Dataset entries >>
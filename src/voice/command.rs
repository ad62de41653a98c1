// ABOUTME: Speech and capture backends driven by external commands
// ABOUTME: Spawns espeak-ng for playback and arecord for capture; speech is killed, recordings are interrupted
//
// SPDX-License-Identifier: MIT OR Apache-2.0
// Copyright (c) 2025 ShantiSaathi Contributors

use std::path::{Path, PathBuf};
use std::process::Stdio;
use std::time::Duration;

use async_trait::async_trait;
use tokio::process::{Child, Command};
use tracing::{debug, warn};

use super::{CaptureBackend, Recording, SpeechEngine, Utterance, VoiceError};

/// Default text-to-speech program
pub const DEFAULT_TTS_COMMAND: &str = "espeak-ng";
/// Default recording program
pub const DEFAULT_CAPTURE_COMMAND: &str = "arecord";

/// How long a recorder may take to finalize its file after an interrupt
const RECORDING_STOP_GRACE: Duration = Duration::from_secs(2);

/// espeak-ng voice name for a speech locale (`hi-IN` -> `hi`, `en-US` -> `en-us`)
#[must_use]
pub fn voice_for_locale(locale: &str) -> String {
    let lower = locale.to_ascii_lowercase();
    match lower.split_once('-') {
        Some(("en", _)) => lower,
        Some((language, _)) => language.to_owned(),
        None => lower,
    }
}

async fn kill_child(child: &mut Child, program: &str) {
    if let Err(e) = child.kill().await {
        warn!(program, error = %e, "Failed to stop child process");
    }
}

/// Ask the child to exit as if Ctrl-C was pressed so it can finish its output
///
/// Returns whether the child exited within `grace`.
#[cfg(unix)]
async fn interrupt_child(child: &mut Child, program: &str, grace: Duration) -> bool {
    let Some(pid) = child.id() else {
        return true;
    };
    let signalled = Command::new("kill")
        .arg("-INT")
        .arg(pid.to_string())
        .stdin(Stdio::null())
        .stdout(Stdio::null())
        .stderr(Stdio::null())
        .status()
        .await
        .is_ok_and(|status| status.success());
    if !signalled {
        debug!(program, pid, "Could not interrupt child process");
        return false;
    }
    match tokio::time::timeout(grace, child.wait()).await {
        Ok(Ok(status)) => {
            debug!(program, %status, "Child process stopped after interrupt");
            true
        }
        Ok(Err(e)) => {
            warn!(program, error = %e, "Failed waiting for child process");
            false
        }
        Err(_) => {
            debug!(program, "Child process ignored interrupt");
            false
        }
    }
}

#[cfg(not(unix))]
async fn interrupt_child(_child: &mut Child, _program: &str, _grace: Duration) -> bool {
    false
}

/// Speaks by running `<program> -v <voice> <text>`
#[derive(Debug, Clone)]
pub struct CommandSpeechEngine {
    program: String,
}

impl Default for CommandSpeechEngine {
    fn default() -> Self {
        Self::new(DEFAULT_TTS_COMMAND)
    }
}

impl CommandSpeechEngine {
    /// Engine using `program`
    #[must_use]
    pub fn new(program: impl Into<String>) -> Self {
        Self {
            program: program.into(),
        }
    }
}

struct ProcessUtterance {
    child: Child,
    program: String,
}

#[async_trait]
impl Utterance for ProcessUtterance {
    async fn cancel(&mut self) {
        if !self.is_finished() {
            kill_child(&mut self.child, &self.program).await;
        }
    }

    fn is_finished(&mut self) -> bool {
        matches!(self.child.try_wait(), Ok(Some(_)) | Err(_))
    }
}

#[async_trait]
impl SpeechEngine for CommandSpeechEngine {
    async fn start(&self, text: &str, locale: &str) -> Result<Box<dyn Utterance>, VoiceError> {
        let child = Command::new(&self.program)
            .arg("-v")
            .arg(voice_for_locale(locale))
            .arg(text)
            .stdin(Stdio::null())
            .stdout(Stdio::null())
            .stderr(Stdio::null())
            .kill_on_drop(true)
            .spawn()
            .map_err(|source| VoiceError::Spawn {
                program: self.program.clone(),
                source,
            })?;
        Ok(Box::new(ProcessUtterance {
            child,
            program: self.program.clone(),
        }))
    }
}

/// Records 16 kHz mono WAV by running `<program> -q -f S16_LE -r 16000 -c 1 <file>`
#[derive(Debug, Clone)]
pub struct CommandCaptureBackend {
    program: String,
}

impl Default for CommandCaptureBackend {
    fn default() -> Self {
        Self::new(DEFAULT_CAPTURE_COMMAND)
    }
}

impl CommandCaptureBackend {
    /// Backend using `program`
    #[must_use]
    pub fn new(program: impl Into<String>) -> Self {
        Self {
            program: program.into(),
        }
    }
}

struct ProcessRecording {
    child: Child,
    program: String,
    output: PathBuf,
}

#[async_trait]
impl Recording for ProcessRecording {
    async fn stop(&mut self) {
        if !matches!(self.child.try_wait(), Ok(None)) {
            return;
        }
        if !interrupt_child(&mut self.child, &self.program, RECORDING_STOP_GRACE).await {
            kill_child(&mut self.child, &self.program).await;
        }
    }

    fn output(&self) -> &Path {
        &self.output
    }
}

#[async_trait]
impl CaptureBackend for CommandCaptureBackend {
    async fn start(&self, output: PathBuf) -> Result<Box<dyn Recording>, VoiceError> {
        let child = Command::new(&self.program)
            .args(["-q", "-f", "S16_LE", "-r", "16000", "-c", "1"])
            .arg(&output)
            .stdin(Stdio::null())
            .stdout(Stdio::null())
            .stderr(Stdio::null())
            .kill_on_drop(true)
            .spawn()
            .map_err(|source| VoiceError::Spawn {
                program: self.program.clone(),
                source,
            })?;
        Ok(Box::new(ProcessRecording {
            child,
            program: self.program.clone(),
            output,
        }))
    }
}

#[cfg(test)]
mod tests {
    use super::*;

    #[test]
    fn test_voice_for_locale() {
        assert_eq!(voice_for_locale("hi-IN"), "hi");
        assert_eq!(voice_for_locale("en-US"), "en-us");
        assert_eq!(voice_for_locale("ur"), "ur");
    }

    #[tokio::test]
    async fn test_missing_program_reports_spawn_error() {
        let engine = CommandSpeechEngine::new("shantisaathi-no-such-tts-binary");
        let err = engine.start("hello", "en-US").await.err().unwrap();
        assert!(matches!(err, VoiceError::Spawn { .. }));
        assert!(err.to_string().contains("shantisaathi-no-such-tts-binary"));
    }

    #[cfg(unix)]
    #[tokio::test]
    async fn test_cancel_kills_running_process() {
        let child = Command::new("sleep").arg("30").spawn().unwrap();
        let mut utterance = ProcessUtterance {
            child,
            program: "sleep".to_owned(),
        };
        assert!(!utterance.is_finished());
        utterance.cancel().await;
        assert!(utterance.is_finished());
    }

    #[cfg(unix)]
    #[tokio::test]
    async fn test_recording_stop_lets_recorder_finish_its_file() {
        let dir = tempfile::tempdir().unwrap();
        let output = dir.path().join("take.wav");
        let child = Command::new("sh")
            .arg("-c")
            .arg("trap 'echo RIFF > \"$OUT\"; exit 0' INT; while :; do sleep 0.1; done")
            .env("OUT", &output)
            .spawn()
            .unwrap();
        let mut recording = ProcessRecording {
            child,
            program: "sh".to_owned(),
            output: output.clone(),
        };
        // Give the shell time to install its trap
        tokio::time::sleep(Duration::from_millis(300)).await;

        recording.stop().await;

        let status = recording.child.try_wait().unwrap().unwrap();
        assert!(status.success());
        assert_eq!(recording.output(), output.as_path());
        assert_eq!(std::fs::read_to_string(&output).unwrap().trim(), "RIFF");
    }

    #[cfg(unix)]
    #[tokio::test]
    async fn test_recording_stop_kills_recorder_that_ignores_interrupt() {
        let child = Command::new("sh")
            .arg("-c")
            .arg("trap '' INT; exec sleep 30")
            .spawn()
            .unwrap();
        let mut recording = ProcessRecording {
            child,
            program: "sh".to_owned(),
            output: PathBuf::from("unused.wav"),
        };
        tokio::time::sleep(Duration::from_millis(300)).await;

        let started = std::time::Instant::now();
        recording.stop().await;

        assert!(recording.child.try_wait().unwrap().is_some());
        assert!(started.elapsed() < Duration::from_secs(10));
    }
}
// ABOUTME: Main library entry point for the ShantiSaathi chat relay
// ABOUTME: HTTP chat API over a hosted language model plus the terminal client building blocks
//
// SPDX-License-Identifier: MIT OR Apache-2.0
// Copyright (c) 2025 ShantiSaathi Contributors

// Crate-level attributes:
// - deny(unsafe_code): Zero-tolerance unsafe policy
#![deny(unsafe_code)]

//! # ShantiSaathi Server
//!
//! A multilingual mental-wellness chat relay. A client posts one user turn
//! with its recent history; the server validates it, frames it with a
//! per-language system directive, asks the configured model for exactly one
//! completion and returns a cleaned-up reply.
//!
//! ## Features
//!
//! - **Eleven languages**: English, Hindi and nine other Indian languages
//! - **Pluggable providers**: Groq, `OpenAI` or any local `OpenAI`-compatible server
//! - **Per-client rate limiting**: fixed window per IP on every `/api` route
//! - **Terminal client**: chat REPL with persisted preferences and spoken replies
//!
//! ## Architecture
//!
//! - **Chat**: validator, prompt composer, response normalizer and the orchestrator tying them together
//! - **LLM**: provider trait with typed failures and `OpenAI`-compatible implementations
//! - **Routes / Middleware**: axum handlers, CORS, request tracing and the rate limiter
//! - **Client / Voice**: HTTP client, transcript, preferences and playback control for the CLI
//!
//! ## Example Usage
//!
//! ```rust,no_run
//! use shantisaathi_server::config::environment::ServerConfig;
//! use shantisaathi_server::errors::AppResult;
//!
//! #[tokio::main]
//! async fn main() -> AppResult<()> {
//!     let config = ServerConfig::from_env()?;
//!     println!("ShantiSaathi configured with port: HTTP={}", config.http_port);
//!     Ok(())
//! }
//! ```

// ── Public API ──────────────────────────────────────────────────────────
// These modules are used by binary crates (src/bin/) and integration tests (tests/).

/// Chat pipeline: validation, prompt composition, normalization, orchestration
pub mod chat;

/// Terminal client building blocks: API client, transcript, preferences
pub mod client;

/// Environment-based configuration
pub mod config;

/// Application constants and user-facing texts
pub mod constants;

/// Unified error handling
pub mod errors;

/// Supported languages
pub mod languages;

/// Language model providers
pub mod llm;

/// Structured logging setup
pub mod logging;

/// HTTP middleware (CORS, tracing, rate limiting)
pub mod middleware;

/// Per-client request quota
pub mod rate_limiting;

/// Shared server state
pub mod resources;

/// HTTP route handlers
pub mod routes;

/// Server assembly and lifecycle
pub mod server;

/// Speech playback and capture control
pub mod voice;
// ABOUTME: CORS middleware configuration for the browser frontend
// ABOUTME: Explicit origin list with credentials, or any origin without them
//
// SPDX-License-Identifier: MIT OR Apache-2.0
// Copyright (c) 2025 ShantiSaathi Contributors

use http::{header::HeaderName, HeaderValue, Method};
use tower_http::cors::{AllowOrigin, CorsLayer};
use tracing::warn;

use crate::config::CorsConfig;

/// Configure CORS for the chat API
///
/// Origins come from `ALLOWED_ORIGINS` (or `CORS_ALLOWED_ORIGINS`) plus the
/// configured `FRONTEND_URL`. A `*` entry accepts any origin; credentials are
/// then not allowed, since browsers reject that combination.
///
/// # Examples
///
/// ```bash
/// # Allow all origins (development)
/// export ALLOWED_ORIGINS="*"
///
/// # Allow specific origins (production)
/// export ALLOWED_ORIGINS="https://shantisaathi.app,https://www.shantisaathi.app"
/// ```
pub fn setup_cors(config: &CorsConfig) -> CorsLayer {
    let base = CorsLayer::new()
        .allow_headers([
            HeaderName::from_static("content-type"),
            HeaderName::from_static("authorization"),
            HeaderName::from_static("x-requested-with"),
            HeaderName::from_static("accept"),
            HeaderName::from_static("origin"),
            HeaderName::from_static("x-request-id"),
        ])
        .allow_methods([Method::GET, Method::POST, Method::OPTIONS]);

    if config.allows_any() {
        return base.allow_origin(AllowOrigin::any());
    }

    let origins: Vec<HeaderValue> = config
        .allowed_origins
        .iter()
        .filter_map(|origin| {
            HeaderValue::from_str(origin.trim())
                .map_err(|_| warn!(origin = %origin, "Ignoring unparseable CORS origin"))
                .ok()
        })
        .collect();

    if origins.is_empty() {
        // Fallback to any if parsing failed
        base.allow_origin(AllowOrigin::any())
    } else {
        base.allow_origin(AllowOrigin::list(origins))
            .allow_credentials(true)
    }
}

ACTION ITEM >> The answer must consist of every line from the records above that holds "HeaderValue".

SOLUTION FOR THIS EXERCISE >>
use http::{header::HeaderName, HeaderValue, Method};
    let origins: Vec<HeaderValue> = config
            HeaderValue::from_str(origin.trim())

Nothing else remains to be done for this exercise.